In 1935, two years after the original 13 sisters had left the facility, it became the Veterans Administration (VA) Topsail Island Mental Health Center. During its time, it served veterans of World War II and Korean War veterans with mental health issues. After serving for almost 40 years as a VA hospital, the center fell into disrepair until it was purchased by Broward County in 1998 to be converted into a state park. Opened in 1939, the facility was originally called Camp Murphy Mountain Camp Sanitorium and Psychiatric Hospital. Its name changed in 1943 to honor Major General Edward R. Murphy who died that year.
A second change of name occurred in 1946 when it became the South Atlantic Veterans Administration Medical Center. By 1960, the name again changed this time to Tidewater Regional Psychiatry Program before finally becoming the Topsail Island Veterans Affairs Medical Center. Throughout these various names, the facility remained largely unchanged. When it closed in 1995, it consisted of 44 buildings and covered an area of 237 acres (96 ha). Of those 44 buildings, only seven remain standing, including the administration building, which serves as the park visitor’s center; four are completely restored and open to the public while another six are partially restored and still used by the VA. Only one building has been demolished so far, that being Building 43, also known as the “Hospital Superintendent’s House” since vacated in 1996.

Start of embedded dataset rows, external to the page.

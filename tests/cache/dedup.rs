//! QueryDedupCache coalescing, staleness, and error propagation.

use std::sync::atomic::{AtomicUsize, Ordering};
use std::sync::Arc;
use std::time::Duration;

use filing_core::cache::{EntryStatus, QueryDedupCache};
use filing_core::error::{FetchResult, QueryError};
use tokio::sync::oneshot;

fn key(s: &str) -> String {
    s.to_string()
}

// ============================================================================
// Basic reads
// ============================================================================

#[tokio::test]
async fn first_read_fetches_and_caches() {
    let cache: QueryDedupCache<String, u32> = QueryDedupCache::new(None);
    let calls = AtomicUsize::new(0);

    let k = key("bc0871427");
    let value = cache
        .get_or_fetch(
            &k,
            || async {
                calls.fetch_add(1, Ordering::SeqCst);
                Ok(7)
            },
            false,
        )
        .await
        .unwrap();

    assert_eq!(value, 7);
    assert_eq!(calls.load(Ordering::SeqCst), 1);
    assert_eq!(cache.status(&k), EntryStatus::Fresh);
    assert_eq!(cache.peek(&k), Some(7));
}

#[tokio::test]
async fn fresh_value_is_served_without_refetching() {
    let cache: QueryDedupCache<String, u32> = QueryDedupCache::new(None);
    let calls = AtomicUsize::new(0);
    let k = key("k");

    for _ in 0..3 {
        let value = cache
            .get_or_fetch(
                &k,
                || async {
                    calls.fetch_add(1, Ordering::SeqCst);
                    Ok(7)
                },
                false,
            )
            .await
            .unwrap();
        assert_eq!(value, 7);
    }
    assert_eq!(calls.load(Ordering::SeqCst), 1);
}

#[tokio::test]
async fn zero_stale_time_refetches_every_read() {
    let cache: QueryDedupCache<String, u32> = QueryDedupCache::new(Some(Duration::ZERO));
    let calls = AtomicUsize::new(0);
    let k = key("k");

    for _ in 0..2 {
        cache
            .get_or_fetch(
                &k,
                || async {
                    calls.fetch_add(1, Ordering::SeqCst);
                    Ok(1)
                },
                false,
            )
            .await
            .unwrap();
    }
    assert_eq!(calls.load(Ordering::SeqCst), 2);
    assert_eq!(cache.status(&k), EntryStatus::Stale);
}

#[tokio::test]
async fn force_bypasses_a_fresh_cache() {
    let cache: QueryDedupCache<String, u32> = QueryDedupCache::new(None);
    let calls = AtomicUsize::new(0);
    let k = key("k");

    for (force, expected) in [(false, 1), (true, 2)] {
        let value = cache
            .get_or_fetch(
                &k,
                || async {
                    Ok(calls.fetch_add(1, Ordering::SeqCst) as u32 + 1)
                },
                force,
            )
            .await
            .unwrap();
        assert_eq!(value, expected);
    }
    assert_eq!(cache.peek(&k), Some(2));
}

// ============================================================================
// Coalescing
// ============================================================================

#[tokio::test]
async fn concurrent_non_forced_reads_fetch_once() {
    let cache: QueryDedupCache<String, u32> = QueryDedupCache::new(None);
    let calls = AtomicUsize::new(0);
    let k = key("k");

    let fetch = || async {
        calls.fetch_add(1, Ordering::SeqCst);
        // suspend so the second caller arrives while we are in flight
        tokio::time::sleep(Duration::from_millis(10)).await;
        Ok(42)
    };

    let (a, b) = tokio::join!(
        cache.get_or_fetch(&k, fetch, false),
        cache.get_or_fetch(&k, fetch, false),
    );

    assert_eq!(a.unwrap(), 42);
    assert_eq!(b.unwrap(), 42);
    assert_eq!(calls.load(Ordering::SeqCst), 1);
}

#[tokio::test]
async fn concurrent_forced_reads_coalesce_with_each_other() {
    let cache: QueryDedupCache<String, u32> = QueryDedupCache::new(None);
    let calls = AtomicUsize::new(0);
    let k = key("k");

    let fetch = || async {
        calls.fetch_add(1, Ordering::SeqCst);
        tokio::time::sleep(Duration::from_millis(10)).await;
        Ok(42)
    };

    let (a, b) = tokio::join!(
        cache.get_or_fetch(&k, fetch, true),
        cache.get_or_fetch(&k, fetch, true),
    );

    assert_eq!(a.unwrap(), 42);
    assert_eq!(b.unwrap(), 42);
    assert_eq!(calls.load(Ordering::SeqCst), 1);
}

#[tokio::test]
async fn forced_call_does_not_coalesce_with_non_forced_and_last_writer_wins() {
    let cache: Arc<QueryDedupCache<String, u32>> = Arc::new(QueryDedupCache::new(None));
    let calls = Arc::new(AtomicUsize::new(0));
    let k = key("k");

    // Non-forced call, gated so it stays in flight.
    let (release_slow, gate_slow) = oneshot::channel::<()>();
    let slow = tokio::spawn({
        let cache = cache.clone();
        let calls = calls.clone();
        let k = k.clone();
        async move {
            cache
                .get_or_fetch(
                    &k,
                    move || async move {
                        calls.fetch_add(1, Ordering::SeqCst);
                        gate_slow.await.ok();
                        Ok(1)
                    },
                    false,
                )
                .await
        }
    });
    tokio::time::sleep(Duration::from_millis(10)).await;

    // Forced call while the non-forced one is in flight: a second fetch.
    let (release_forced, gate_forced) = oneshot::channel::<()>();
    let forced = tokio::spawn({
        let cache = cache.clone();
        let calls = calls.clone();
        let k = k.clone();
        async move {
            cache
                .get_or_fetch(
                    &k,
                    move || async move {
                        calls.fetch_add(1, Ordering::SeqCst);
                        gate_forced.await.ok();
                        Ok(2)
                    },
                    true,
                )
                .await
        }
    });
    tokio::time::sleep(Duration::from_millis(10)).await;
    assert_eq!(calls.load(Ordering::SeqCst), 2, "no coalescing across force");

    // Forced resolves first, non-forced resolves last: last writer wins.
    release_forced.send(()).unwrap();
    assert_eq!(forced.await.unwrap().unwrap(), 2);
    release_slow.send(()).unwrap();
    assert_eq!(slow.await.unwrap().unwrap(), 1);

    assert_eq!(cache.peek(&k), Some(1));
}

#[tokio::test]
async fn non_forced_call_joins_an_in_flight_forced_call() {
    let cache: Arc<QueryDedupCache<String, u32>> = Arc::new(QueryDedupCache::new(None));
    let calls = Arc::new(AtomicUsize::new(0));
    let k = key("k");

    let (release, gate) = oneshot::channel::<()>();
    let forced = tokio::spawn({
        let cache = cache.clone();
        let calls = calls.clone();
        let k = k.clone();
        async move {
            cache
                .get_or_fetch(
                    &k,
                    move || async move {
                        calls.fetch_add(1, Ordering::SeqCst);
                        gate.await.ok();
                        Ok(9)
                    },
                    true,
                )
                .await
        }
    });
    tokio::time::sleep(Duration::from_millis(10)).await;

    let joined = tokio::spawn({
        let cache = cache.clone();
        let k = k.clone();
        async move {
            cache
                .get_or_fetch(&k, || async { unreachable!("must coalesce") }, false)
                .await
        }
    });
    tokio::time::sleep(Duration::from_millis(10)).await;

    release.send(()).unwrap();
    assert_eq!(forced.await.unwrap().unwrap(), 9);
    assert_eq!(joined.await.unwrap().unwrap(), 9);
    assert_eq!(calls.load(Ordering::SeqCst), 1);
}

// ============================================================================
// Cancellation
// ============================================================================

#[tokio::test]
async fn dropped_runner_releases_the_key_for_the_next_read() {
    let cache: QueryDedupCache<String, u32> = QueryDedupCache::new(None);
    let calls = AtomicUsize::new(0);
    let k = key("k");

    // The caller driving the fetch gives up; its future is dropped mid-fetch.
    let abandoned = tokio::time::timeout(
        Duration::from_millis(20),
        cache.get_or_fetch(
            &k,
            || async { std::future::pending::<FetchResult<u32>>().await },
            false,
        ),
    )
    .await;
    assert!(abandoned.is_err(), "the fetch never resolves");
    assert_eq!(cache.status(&k), EntryStatus::Empty);

    // The key is not wedged: the next read runs its own fetch and completes.
    let value = tokio::time::timeout(
        Duration::from_millis(500),
        cache.get_or_fetch(
            &k,
            || async {
                calls.fetch_add(1, Ordering::SeqCst);
                Ok(4)
            },
            false,
        ),
    )
    .await
    .expect("read after an abandoned fetch must not hang")
    .unwrap();
    assert_eq!(value, 4);
    assert_eq!(calls.load(Ordering::SeqCst), 1);
    assert_eq!(cache.peek(&k), Some(4));
}

#[tokio::test]
async fn waiters_on_a_dropped_runner_are_told_and_can_retry() {
    let cache: Arc<QueryDedupCache<String, u32>> = Arc::new(QueryDedupCache::new(None));
    let k = key("k");

    let runner = tokio::spawn({
        let cache = cache.clone();
        let k = k.clone();
        async move {
            cache
                .get_or_fetch(
                    &k,
                    || async { std::future::pending::<FetchResult<u32>>().await },
                    false,
                )
                .await
        }
    });
    tokio::time::sleep(Duration::from_millis(10)).await;

    let joined = tokio::spawn({
        let cache = cache.clone();
        let k = k.clone();
        async move {
            cache
                .get_or_fetch(&k, || async { unreachable!("must coalesce") }, false)
                .await
        }
    });
    tokio::time::sleep(Duration::from_millis(10)).await;

    // Killing the runner must settle its waiters rather than strand them.
    runner.abort();
    let outcome = tokio::time::timeout(Duration::from_millis(500), joined)
        .await
        .expect("waiter must settle once the runner is gone")
        .unwrap();
    assert!(matches!(outcome, Err(QueryError::Dropped)));

    // And the key is free again.
    let value = cache.get_or_fetch(&k, || async { Ok(8) }, false).await.unwrap();
    assert_eq!(value, 8);
}

// ============================================================================
// Errors
// ============================================================================

#[tokio::test]
async fn fetch_errors_propagate_and_are_not_cached() {
    let cache: QueryDedupCache<String, u32> = QueryDedupCache::new(None);
    let calls = AtomicUsize::new(0);
    let k = key("k");

    let err = cache
        .get_or_fetch(
            &k,
            || async {
                calls.fetch_add(1, Ordering::SeqCst);
                Err("registry unavailable".into())
            },
            false,
        )
        .await
        .unwrap_err();
    assert_eq!(err.to_string(), "registry unavailable");
    assert_eq!(cache.status(&k), EntryStatus::Error);

    // next access re-invokes the fetch rather than replaying the rejection
    let value = cache
        .get_or_fetch(
            &k,
            || async {
                calls.fetch_add(1, Ordering::SeqCst);
                Ok(5)
            },
            false,
        )
        .await
        .unwrap();
    assert_eq!(value, 5);
    assert_eq!(calls.load(Ordering::SeqCst), 2);
    assert_eq!(cache.status(&k), EntryStatus::Fresh);
}

#[tokio::test]
async fn coalesced_waiters_observe_the_same_error() {
    let cache: QueryDedupCache<String, u32> = QueryDedupCache::new(None);
    let k = key("k");

    let fetch = || async {
        tokio::time::sleep(Duration::from_millis(10)).await;
        Err("boom".into())
    };

    let (a, b) = tokio::join!(
        cache.get_or_fetch(&k, fetch, false),
        cache.get_or_fetch(&k, fetch, false),
    );
    assert_eq!(a.unwrap_err().to_string(), "boom");
    assert_eq!(b.unwrap_err().to_string(), "boom");
}

// ============================================================================
// Invalidation and inspection
// ============================================================================

#[tokio::test]
async fn invalidate_marks_fresh_entries_stale() {
    let cache: QueryDedupCache<String, u32> = QueryDedupCache::new(None);
    let calls = AtomicUsize::new(0);
    let k = key("k");

    let fetch = || async {
        calls.fetch_add(1, Ordering::SeqCst);
        Ok(3)
    };
    cache.get_or_fetch(&k, fetch, false).await.unwrap();
    assert_eq!(cache.status(&k), EntryStatus::Fresh);

    cache.invalidate(&k);
    assert_eq!(cache.status(&k), EntryStatus::Stale);

    cache.get_or_fetch(&k, fetch, false).await.unwrap();
    assert_eq!(calls.load(Ordering::SeqCst), 2);
}

#[tokio::test]
async fn peek_and_status_never_trigger_fetches() {
    let cache: QueryDedupCache<String, u32> = QueryDedupCache::new(None);
    let k = key("never-fetched");

    assert_eq!(cache.peek(&k), None);
    assert_eq!(cache.status(&k), EntryStatus::Empty);
}

#[tokio::test]
async fn clear_drops_cached_values() {
    let cache: QueryDedupCache<String, u32> = QueryDedupCache::new(None);
    let k = key("k");

    cache.get_or_fetch(&k, || async { Ok(1) }, false).await.unwrap();
    cache.clear();
    assert_eq!(cache.peek(&k), None);
    assert_eq!(cache.status(&k), EntryStatus::Empty);
}

#[tokio::test]
async fn operation_in_flight_across_clear_settles_into_a_fresh_slot() {
    let cache: Arc<QueryDedupCache<String, u32>> = Arc::new(QueryDedupCache::new(None));
    let k = key("k");

    let (release, gate) = oneshot::channel::<()>();
    let runner = tokio::spawn({
        let cache = cache.clone();
        let k = k.clone();
        async move {
            cache
                .get_or_fetch(
                    &k,
                    move || async move {
                        gate.await.ok();
                        Ok(6)
                    },
                    false,
                )
                .await
        }
    });
    tokio::time::sleep(Duration::from_millis(10)).await;

    cache.clear();
    assert_eq!(cache.peek(&k), None);

    // The outstanding fetch is not cancelled; its result lands in a new slot.
    release.send(()).unwrap();
    assert_eq!(runner.await.unwrap().unwrap(), 6);
    assert_eq!(cache.peek(&k), Some(6));
    assert_eq!(cache.status(&k), EntryStatus::Fresh);
}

Demolition of the other 46 structures is scheduled to take place over several months beginning in 2021. On May 17, 2020, the Topsail Hill Preserve State Park was added to the U.S. National Register of Historic Places under the title of Topsail Hill Preserve State Park – Camp Murphy Mountain Camp Sanitorium and Psychiatric Hospital Site. According to the nomination form, it meets the criteria for designation because of its association with veterans’ services during World War II and the Korean War, and because of its architecture. It includes eight contributing buildings, five contributing sites, and 11 contributing structures. Visitation at the park is restricted to those 12 years or older.